What to work on: Tally up the lines in the following entries where the string "once" appears, and answer with the number alone.

Segment Start: Supplied data

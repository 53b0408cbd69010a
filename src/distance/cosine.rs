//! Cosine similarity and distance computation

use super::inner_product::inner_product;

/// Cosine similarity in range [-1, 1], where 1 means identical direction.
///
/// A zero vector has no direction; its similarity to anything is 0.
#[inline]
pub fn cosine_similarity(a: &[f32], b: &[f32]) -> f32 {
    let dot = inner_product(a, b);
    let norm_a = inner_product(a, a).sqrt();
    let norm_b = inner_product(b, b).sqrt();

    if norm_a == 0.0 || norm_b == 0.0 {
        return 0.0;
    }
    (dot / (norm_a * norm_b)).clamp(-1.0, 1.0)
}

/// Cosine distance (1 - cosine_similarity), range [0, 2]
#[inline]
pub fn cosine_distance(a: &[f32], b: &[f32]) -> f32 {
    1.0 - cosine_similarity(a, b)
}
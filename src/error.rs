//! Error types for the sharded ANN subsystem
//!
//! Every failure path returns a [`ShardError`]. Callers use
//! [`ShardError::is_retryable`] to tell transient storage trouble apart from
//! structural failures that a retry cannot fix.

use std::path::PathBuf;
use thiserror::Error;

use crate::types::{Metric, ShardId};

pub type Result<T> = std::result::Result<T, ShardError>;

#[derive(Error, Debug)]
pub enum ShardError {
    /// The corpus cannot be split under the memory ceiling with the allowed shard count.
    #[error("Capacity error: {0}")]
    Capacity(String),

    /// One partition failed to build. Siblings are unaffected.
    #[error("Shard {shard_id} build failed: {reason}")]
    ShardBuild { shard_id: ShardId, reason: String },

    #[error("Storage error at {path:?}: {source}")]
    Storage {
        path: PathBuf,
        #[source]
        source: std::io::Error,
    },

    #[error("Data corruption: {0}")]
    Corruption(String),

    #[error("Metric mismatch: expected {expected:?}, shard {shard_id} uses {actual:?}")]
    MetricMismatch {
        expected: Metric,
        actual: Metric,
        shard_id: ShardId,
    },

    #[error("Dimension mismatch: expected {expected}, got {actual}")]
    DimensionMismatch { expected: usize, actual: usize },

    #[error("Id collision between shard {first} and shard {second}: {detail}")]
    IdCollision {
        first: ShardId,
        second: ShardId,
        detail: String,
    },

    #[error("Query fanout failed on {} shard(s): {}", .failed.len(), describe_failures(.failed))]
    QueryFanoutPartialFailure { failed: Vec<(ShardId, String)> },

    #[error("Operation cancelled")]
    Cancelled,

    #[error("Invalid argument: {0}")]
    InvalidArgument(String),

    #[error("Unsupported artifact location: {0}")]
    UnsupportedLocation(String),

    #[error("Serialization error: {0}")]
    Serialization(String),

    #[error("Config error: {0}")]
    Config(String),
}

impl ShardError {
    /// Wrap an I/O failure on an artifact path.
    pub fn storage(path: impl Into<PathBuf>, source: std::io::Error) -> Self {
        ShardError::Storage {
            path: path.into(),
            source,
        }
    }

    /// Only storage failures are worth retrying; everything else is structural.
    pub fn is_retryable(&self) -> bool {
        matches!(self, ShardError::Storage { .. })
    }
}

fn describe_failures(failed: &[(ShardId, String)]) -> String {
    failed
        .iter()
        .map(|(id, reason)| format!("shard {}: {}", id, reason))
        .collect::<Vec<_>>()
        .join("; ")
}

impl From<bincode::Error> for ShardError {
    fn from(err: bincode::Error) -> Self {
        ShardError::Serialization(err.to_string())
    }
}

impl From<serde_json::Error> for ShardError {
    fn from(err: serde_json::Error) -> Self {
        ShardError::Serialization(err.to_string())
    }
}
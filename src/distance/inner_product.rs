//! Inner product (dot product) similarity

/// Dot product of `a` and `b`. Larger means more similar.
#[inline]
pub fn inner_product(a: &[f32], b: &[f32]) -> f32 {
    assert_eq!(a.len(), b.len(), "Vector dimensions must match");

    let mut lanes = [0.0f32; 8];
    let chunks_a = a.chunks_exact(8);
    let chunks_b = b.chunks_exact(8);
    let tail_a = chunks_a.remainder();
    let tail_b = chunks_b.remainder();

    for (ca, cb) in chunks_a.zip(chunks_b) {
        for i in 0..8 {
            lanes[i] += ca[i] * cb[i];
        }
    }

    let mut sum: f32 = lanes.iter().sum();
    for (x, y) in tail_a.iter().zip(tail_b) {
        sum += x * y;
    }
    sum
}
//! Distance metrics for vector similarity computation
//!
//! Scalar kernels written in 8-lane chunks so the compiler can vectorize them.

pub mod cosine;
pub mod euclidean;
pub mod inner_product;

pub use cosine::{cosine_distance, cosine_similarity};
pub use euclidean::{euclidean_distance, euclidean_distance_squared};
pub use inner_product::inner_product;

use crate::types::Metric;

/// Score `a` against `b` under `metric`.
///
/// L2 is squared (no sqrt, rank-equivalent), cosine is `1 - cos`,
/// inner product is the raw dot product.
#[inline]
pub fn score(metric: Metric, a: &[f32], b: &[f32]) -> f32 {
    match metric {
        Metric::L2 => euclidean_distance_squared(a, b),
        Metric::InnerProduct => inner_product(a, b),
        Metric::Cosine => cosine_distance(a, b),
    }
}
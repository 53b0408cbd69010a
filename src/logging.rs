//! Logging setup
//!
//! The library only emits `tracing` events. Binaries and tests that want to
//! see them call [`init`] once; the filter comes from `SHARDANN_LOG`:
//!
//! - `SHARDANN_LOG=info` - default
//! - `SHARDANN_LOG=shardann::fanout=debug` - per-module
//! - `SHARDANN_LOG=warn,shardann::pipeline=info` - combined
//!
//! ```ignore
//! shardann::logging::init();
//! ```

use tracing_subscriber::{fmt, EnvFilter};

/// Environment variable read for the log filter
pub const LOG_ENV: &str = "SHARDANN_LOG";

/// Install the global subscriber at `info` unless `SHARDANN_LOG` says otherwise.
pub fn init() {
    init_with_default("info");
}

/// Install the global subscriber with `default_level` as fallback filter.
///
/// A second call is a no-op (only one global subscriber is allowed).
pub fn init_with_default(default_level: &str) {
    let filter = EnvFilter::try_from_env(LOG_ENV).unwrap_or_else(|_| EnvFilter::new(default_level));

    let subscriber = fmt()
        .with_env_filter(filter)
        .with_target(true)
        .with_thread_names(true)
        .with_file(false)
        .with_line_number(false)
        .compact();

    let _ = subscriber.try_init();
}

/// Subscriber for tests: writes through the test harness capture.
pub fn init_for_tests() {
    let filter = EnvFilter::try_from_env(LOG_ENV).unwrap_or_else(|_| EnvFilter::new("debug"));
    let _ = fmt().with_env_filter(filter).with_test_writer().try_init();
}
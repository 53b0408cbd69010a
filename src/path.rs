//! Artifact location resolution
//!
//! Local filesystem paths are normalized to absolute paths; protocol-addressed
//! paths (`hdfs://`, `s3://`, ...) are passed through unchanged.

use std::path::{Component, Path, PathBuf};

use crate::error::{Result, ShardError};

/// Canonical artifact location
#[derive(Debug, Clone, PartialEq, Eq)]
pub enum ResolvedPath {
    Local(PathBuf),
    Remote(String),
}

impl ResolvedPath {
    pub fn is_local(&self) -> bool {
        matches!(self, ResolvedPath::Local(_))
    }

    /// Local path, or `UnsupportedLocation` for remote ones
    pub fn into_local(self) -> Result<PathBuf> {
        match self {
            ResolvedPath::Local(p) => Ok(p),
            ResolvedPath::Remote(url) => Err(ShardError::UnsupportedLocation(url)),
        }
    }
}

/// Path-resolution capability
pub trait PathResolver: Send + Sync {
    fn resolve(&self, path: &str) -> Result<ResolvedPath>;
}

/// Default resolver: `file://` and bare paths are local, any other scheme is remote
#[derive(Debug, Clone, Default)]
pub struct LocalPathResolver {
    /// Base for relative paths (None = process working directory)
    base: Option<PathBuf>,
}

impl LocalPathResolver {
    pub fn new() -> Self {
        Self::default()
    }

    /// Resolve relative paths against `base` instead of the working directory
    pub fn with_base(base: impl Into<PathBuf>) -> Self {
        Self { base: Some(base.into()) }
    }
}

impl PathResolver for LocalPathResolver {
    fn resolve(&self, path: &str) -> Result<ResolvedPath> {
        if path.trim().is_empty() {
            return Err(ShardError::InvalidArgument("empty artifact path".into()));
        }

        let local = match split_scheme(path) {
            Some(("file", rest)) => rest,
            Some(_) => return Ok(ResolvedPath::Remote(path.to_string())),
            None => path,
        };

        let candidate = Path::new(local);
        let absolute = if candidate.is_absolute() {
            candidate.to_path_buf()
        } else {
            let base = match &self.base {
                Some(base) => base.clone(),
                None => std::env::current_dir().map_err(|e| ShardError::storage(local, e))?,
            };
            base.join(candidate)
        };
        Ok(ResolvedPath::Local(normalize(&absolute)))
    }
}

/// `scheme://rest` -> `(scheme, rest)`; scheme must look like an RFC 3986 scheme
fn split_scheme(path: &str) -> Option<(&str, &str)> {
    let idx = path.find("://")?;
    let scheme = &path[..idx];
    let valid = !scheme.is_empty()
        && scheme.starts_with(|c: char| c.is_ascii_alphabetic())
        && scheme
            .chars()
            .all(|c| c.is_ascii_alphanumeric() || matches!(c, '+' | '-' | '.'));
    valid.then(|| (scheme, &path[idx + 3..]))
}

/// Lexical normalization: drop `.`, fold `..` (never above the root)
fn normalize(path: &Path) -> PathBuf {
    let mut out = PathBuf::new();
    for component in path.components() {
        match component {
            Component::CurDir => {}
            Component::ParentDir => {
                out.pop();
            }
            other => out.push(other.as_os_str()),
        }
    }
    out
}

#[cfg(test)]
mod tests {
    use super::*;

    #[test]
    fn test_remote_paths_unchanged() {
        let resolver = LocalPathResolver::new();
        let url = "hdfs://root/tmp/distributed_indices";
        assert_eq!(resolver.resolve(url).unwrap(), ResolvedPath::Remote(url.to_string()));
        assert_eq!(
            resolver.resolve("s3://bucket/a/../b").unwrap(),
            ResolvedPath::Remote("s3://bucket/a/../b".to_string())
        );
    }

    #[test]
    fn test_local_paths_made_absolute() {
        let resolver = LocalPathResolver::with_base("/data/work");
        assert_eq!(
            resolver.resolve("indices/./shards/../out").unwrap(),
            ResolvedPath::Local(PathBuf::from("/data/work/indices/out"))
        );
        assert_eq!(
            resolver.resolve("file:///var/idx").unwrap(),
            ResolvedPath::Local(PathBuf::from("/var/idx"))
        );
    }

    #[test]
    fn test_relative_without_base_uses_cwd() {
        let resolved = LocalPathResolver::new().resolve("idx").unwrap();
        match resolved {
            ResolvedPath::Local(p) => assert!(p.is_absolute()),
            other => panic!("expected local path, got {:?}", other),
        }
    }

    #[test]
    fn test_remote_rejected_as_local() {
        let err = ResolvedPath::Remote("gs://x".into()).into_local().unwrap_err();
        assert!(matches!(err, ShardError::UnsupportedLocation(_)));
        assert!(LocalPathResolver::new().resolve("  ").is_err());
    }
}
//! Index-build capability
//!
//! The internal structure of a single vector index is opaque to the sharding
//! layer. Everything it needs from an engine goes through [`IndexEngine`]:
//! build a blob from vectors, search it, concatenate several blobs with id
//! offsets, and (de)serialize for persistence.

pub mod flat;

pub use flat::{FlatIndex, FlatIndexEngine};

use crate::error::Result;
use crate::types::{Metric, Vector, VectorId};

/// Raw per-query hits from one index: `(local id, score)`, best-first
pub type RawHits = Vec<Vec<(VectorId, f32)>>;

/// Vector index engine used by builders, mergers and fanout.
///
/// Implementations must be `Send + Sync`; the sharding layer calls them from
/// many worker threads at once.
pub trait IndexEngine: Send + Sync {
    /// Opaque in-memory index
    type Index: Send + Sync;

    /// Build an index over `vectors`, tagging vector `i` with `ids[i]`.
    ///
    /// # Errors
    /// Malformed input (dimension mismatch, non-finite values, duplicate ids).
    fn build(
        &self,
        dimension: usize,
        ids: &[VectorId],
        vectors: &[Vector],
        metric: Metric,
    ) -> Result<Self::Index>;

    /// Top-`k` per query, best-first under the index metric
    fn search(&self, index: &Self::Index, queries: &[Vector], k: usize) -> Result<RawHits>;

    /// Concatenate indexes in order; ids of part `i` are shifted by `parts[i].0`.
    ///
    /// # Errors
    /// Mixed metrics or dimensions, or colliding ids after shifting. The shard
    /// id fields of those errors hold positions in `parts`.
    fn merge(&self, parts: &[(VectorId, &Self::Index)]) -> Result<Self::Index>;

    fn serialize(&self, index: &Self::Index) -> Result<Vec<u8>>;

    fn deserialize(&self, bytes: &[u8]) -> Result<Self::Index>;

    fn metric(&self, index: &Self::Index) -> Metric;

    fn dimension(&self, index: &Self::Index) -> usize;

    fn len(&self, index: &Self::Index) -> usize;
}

Segment End: Supplied data
Segment Start: Supplied data

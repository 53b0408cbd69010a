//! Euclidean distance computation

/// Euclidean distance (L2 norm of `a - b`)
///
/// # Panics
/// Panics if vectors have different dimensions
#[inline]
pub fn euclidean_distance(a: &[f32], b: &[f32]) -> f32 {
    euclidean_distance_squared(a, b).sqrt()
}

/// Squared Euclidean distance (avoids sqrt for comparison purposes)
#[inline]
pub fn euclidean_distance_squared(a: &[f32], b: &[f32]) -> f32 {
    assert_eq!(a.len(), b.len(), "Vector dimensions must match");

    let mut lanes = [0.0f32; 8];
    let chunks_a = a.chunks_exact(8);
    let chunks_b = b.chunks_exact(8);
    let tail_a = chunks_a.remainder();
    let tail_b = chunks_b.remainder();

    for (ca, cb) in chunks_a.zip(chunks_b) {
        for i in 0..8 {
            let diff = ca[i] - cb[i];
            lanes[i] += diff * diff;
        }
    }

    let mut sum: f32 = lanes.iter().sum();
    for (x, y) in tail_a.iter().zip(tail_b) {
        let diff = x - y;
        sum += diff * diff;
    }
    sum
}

Segment End: Supplied data

Finished task: 2